The NetFlow specification contains a numeric index in order to identify flows coming from

different interfaces of the same probe. As multiple nProbe instances can be started on the same

host but on different devices, the collector can use this flag to divide flows according to the

interface number. If --u is not used, then nprobe will use 0 as interface index. Alternatively,

if -1 is used then the last two bytes of the mac address of the flow sender are used as index.

-Q: output device index

Similar to --u but for the output interface.

--vlanid-as-iface-idx <mode: inner | outer | single | double>

nProbe can use the VLAN tag as interface identifier. Using this flag you enable this feature. As

VLAN tags can be stacked you need to specify if the inner or outer tag will be used for the

interface identifier. Since VLAN fields are included in the template, this is option is likely

not necessary.

--discard-unknown-flows <mode:0 | 1 | 2>

nProbe includes nDPI support for analyzing packet contents in order to detect application

protocol. The mode value can be used to:

• 0: Export all known (i.e. those whose application protocol has been detected) and unknown (i.e.

the application protocol is unknown)

• 1: Export only known flows, discarding unknown flows.

• 2: Export only unknown flows, discarding known flows.

--discard-unknown-flows=mode:0

-w: size of the hash that stores the flows

The default size is 131072 and it should be enough for most of networks. In case flows are not

emitted often and with strong traffic conditions it would be necessary to increase the hash. See

later in this manual for knowing more about nProbe tuning.

-W: Discard IPv6 traffic

Use this flag if you want nProbe not to account IPv6 traffic.

-e: flow export delay

Some collectors cannot keep up with nProbe export speed. This flag allows flows to be slow down

by adding a short delay (specified in ms) between two consecutive exports. The maximum allowed

delay is 1000 ms.

-B: packet count delay

It specified how many flow packets need to be sent before --e is applied,

-z: minimum TCP flow size

Peer-to-peer applications, attacks or misconfigured applications often generate a lot of tiny TCP

flows that can cause significant load on the collector side. As most collector setups often

discarded those flows, it is possible to instrument nProbe via the --z flag not to emit such

flows. Note that the --z flag affects only the TCP protocol (i.e. UDP, ICMP and other protocols

are not affected).

-M: maximum number of active flows

It is used to limit the maximum number of concurrent flows that the probe can sustain. This is

useful for preventing the probe from creating as many flows as needed and hence to take over all

the available resources.

-E: netflow engine

Specify the netflow engineType:engineId into the generated flows.

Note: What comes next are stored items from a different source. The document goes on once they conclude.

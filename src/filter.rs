//! Filter engine
//!
//! Narrows a catalog by bank, indexer, rating and maturity window. Every pass
//! recomputes `days_to_maturity` against the reference date it is given; the
//! catalog itself is only borrowed.

use chrono::NaiveDate;
use serde::Serialize;
use std::collections::BTreeSet;
use std::fmt;
use std::str::FromStr;
use tracing::debug;

use crate::catalog::{Catalog, CertificateRecord};

/// How the bank dimension interprets its value set
#[derive(Debug, Clone, Copy, PartialEq, Eq)]
pub enum BankFilterMode {
    /// Keep only listed banks
    Inclusion,
    /// Drop listed banks, keep every other one
    Exclusion,
}

#[derive(Debug, Clone, PartialEq, Eq)]
pub struct BankFilter {
    pub mode: BankFilterMode,
    pub values: BTreeSet<String>,
}

impl BankFilter {
    /// Every bank in the catalog (an exclusion of nothing)
    pub fn all() -> Self {
        Self {
            mode: BankFilterMode::Exclusion,
            values: BTreeSet::new(),
        }
    }

    pub fn include<I, S>(banks: I) -> Self
    where
        I: IntoIterator<Item = S>,
        S: Into<String>,
    {
        Self {
            mode: BankFilterMode::Inclusion,
            values: banks.into_iter().map(Into::into).collect(),
        }
    }

    pub fn exclude<I, S>(banks: I) -> Self
    where
        I: IntoIterator<Item = S>,
        S: Into<String>,
    {
        Self {
            mode: BankFilterMode::Exclusion,
            values: banks.into_iter().map(Into::into).collect(),
        }
    }

    pub fn matches(&self, bank: &str) -> bool {
        let listed = self.values.contains(bank);
        match self.mode {
            BankFilterMode::Inclusion => listed,
            BankFilterMode::Exclusion => !listed,
        }
    }
}

impl Default for BankFilter {
    fn default() -> Self {
        Self::all()
    }
}

/// Indexer and rating dimensions: everything present, or an explicit set.
#[derive(Debug, Clone, PartialEq, Eq, Default)]
pub enum Selection {
    #[default]
    All,
    /// An empty set selects nothing.
    Only(BTreeSet<String>),
}

impl Selection {
    pub fn only<I, S>(values: I) -> Self
    where
        I: IntoIterator<Item = S>,
        S: Into<String>,
    {
        Selection::Only(values.into_iter().map(Into::into).collect())
    }

    /// `All` covers the values present in the catalog, which never include blanks.
    pub fn matches(&self, value: &str) -> bool {
        match self {
            Selection::All => !value.trim().is_empty(),
            Selection::Only(values) => values.contains(value),
        }
    }
}

/// Inclusive range of signed calendar days to maturity
#[derive(Debug, Clone, Copy, PartialEq, Eq, Serialize)]
pub struct MaturityWindow {
    pub min_days: i64,
    pub max_days: i64,
}

impl MaturityWindow {
    pub fn new(min_days: i64, max_days: i64) -> Self {
        Self { min_days, max_days }
    }

    pub fn unbounded() -> Self {
        Self::new(i64::MIN, i64::MAX)
    }

    pub fn contains(&self, days_to_maturity: i64) -> bool {
        days_to_maturity >= self.min_days && days_to_maturity <= self.max_days
    }
}

impl Default for MaturityWindow {
    fn default() -> Self {
        Self::unbounded()
    }
}

/// Named maturity buckets offered by the dashboard
#[derive(Debug, Clone, Copy, PartialEq, Eq)]
pub enum MaturityPreset {
    UpToSixMonths,
    SixMonthsToOneYear,
    OneToTwoYears,
    OverTwoYears,
}

impl MaturityPreset {
    pub const ALL: [MaturityPreset; 4] = [
        MaturityPreset::UpToSixMonths,
        MaturityPreset::SixMonthsToOneYear,
        MaturityPreset::OneToTwoYears,
        MaturityPreset::OverTwoYears,
    ];

    pub fn window(&self) -> MaturityWindow {
        match self {
            MaturityPreset::UpToSixMonths => MaturityWindow::new(0, 182),
            MaturityPreset::SixMonthsToOneYear => MaturityWindow::new(183, 365),
            MaturityPreset::OneToTwoYears => MaturityWindow::new(366, 730),
            MaturityPreset::OverTwoYears => MaturityWindow::new(731, 10_000),
        }
    }

    pub fn as_str(&self) -> &'static str {
        match self {
            MaturityPreset::UpToSixMonths => "up-to-6m",
            MaturityPreset::SixMonthsToOneYear => "6m-1y",
            MaturityPreset::OneToTwoYears => "1y-2y",
            MaturityPreset::OverTwoYears => "over-2y",
        }
    }
}

impl fmt::Display for MaturityPreset {
    fn fmt(&self, f: &mut fmt::Formatter<'_>) -> fmt::Result {
        f.write_str(self.as_str())
    }
}

impl FromStr for MaturityPreset {
    type Err = String;

    fn from_str(s: &str) -> Result<Self, Self::Err> {
        let wanted = s.trim().to_ascii_lowercase();
        MaturityPreset::ALL
            .into_iter()
            .find(|p| p.as_str() == wanted)
            .ok_or_else(|| {
                format!(
                    "unknown maturity preset '{}' (expected one of: {})",
                    s,
                    MaturityPreset::ALL.map(|p| p.as_str()).join(", ")
                )
            })
    }
}

/// Complete filter configuration for one evaluation
#[derive(Debug, Clone, PartialEq, Eq, Default)]
pub struct FilterCriteria {
    pub banks: BankFilter,
    pub indexers: Selection,
    pub ratings: Selection,
    pub maturity: MaturityWindow,
}

impl FilterCriteria {
    fn matches_attributes(&self, record: &CertificateRecord) -> bool {
        self.banks.matches(&record.bank)
            && self.indexers.matches(&record.indexer)
            && self.ratings.matches(&record.rating_name)
    }
}

/// A catalog record that passed the filters, with its derived day count
#[derive(Debug, Clone, Copy, PartialEq, Serialize)]
pub struct FilteredRecord<'a> {
    #[serde(flatten)]
    pub record: &'a CertificateRecord,
    pub days_to_maturity: i64,
}

/// Read-only result of a filter pass, in catalog order
#[derive(Debug, Clone, PartialEq)]
pub struct FilteredView<'a> {
    rows: Vec<FilteredRecord<'a>>,
    reference_date: NaiveDate,
}

impl<'a> FilteredView<'a> {
    pub fn rows(&self) -> &[FilteredRecord<'a>] {
        &self.rows
    }

    pub fn reference_date(&self) -> NaiveDate {
        self.reference_date
    }

    pub fn len(&self) -> usize {
        self.rows.len()
    }

    pub fn is_empty(&self) -> bool {
        self.rows.is_empty()
    }
}

/// Apply `criteria` to `catalog` as seen from `reference_date`.
pub fn filter<'a>(
    catalog: &'a Catalog,
    criteria: &FilterCriteria,
    reference_date: NaiveDate,
) -> FilteredView<'a> {
    let rows: Vec<FilteredRecord<'a>> = catalog
        .records()
        .iter()
        .filter(|record| criteria.matches_attributes(record))
        .map(|record| FilteredRecord {
            record,
            days_to_maturity: record.days_to_maturity(reference_date),
        })
        .filter(|row| criteria.maturity.contains(row.days_to_maturity))
        .collect();

    debug!(
        "Filter kept {} of {} offers (reference date {})",
        rows.len(),
        catalog.len(),
        reference_date
    );

    FilteredView {
        rows,
        reference_date,
    }
}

-m: minimum number of flows per packet

In order to minimize the number of emitted packets containing flows, it is possible to specify

the minimum number of flows that necessarily need to be contained in a packet. This means that

the packet is not emitted until the specified number of flows is reached.

-m=2

-q: :[] flow sender address and port

This option is used to specify the address -- and, optionally, the port -- that will be used by

nProbe to emit the flows towards the destination indicated with -n. In practice, nProbe will

create a socket and bind it to :[port], thus allowing the user to choose the interface

taken by the emitted flows when leaving the host. It is not possible to specify an arbitrary IP

address. Only local interface addresses are allowed. An error is raised when trying to specify a

non-allowed address.

-S: sample rate :

nProbe uses all the captured packets for calculating flows. In some situations (e.g. strong

traffic conditions) it is necessary to reduce the number of packets that need to be handled by

nProbe. This option specifies the sampling rate, i.e. the number of packets that are discarded

between two packets used to produce flows. You can also specify the flow sample rate that reduce

the egress flow rate thus lowering the load on collectors. The default value is 1:1 (no packet

sample, no flow sample).

-g|--pid-file:

It specifies the path where nProbe will save the process PID.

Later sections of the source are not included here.